Search the entries for the word "PartitionError" and pull out each line that has it.

☆ ☆ ☆

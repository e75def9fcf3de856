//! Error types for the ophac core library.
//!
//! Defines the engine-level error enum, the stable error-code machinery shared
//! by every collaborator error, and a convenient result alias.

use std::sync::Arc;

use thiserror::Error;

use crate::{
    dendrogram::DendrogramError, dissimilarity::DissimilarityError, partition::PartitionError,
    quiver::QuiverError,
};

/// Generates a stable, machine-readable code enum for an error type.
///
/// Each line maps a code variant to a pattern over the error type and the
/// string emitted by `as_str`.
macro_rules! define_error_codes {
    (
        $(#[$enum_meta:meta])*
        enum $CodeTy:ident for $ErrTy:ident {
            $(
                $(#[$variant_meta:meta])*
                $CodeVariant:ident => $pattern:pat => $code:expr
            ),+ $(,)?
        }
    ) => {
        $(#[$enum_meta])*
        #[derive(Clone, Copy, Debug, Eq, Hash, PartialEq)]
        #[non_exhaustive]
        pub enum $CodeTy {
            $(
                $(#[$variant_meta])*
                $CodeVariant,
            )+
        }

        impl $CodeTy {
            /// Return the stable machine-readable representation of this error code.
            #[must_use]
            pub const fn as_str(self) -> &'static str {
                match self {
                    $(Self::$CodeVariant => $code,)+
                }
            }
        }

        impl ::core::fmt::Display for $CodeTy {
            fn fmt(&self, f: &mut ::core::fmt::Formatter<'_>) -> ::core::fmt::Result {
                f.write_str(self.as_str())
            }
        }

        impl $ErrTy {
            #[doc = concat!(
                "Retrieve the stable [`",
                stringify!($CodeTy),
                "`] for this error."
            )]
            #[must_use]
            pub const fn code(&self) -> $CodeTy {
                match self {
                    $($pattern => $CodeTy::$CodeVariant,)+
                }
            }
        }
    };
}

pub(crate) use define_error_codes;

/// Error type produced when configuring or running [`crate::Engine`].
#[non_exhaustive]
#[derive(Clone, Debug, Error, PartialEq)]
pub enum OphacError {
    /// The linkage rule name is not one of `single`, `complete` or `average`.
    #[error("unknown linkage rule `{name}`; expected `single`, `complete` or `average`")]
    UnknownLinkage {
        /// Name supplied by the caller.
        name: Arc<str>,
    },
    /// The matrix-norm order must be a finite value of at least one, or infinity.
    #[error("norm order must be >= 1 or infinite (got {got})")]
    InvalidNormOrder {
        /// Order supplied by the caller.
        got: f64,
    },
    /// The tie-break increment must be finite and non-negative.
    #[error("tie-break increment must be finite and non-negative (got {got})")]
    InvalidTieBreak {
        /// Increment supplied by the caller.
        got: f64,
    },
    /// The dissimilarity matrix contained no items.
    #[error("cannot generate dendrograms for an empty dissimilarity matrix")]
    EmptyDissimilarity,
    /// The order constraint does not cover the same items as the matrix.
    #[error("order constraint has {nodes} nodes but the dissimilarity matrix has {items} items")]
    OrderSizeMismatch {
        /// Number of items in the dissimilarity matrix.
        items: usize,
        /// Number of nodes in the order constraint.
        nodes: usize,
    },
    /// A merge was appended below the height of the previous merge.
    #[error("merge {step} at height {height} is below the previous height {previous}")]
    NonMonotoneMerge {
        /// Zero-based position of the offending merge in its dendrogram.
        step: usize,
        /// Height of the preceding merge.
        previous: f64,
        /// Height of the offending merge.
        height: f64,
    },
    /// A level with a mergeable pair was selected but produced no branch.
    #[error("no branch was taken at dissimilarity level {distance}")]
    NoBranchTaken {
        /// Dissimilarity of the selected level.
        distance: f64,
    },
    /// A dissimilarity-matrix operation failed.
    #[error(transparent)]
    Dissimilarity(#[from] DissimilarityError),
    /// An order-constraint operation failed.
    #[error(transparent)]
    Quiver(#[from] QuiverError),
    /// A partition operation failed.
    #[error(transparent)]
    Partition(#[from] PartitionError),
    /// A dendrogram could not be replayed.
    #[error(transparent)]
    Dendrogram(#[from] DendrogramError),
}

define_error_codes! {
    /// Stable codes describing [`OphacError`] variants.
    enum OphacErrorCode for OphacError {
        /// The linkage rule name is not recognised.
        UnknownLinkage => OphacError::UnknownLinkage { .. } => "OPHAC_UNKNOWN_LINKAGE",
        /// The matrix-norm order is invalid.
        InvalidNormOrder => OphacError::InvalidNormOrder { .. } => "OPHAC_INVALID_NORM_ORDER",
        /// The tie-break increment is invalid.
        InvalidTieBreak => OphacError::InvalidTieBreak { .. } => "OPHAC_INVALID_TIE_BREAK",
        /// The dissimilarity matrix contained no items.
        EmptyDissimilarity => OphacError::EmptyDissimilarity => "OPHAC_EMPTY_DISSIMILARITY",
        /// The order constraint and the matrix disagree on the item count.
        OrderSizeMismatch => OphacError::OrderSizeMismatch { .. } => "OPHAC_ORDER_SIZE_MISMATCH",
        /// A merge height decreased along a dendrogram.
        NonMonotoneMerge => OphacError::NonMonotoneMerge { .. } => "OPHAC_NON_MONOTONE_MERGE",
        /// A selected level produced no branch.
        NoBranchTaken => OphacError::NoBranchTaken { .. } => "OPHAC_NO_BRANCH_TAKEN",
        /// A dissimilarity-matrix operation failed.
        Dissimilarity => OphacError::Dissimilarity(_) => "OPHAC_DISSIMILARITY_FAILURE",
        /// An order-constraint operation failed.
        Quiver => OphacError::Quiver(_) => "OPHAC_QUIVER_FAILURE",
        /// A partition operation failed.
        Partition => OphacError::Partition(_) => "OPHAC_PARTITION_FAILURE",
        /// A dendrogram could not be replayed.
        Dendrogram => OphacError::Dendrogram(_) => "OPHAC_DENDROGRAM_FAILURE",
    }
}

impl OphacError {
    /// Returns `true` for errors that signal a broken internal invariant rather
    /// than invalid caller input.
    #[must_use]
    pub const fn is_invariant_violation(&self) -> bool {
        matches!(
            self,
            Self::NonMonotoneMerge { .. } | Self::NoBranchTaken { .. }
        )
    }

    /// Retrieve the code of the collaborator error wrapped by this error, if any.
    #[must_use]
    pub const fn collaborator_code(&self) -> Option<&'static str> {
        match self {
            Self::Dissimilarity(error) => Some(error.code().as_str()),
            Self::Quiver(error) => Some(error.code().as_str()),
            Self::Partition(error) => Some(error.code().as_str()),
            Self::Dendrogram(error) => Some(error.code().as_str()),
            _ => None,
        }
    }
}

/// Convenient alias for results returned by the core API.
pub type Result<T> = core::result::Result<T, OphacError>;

☆ ☆ ☆

▸ Answer for the task
    dendrogram::DendrogramError, dissimilarity::DissimilarityError, partition::PartitionError,
    Partition(#[from] PartitionError),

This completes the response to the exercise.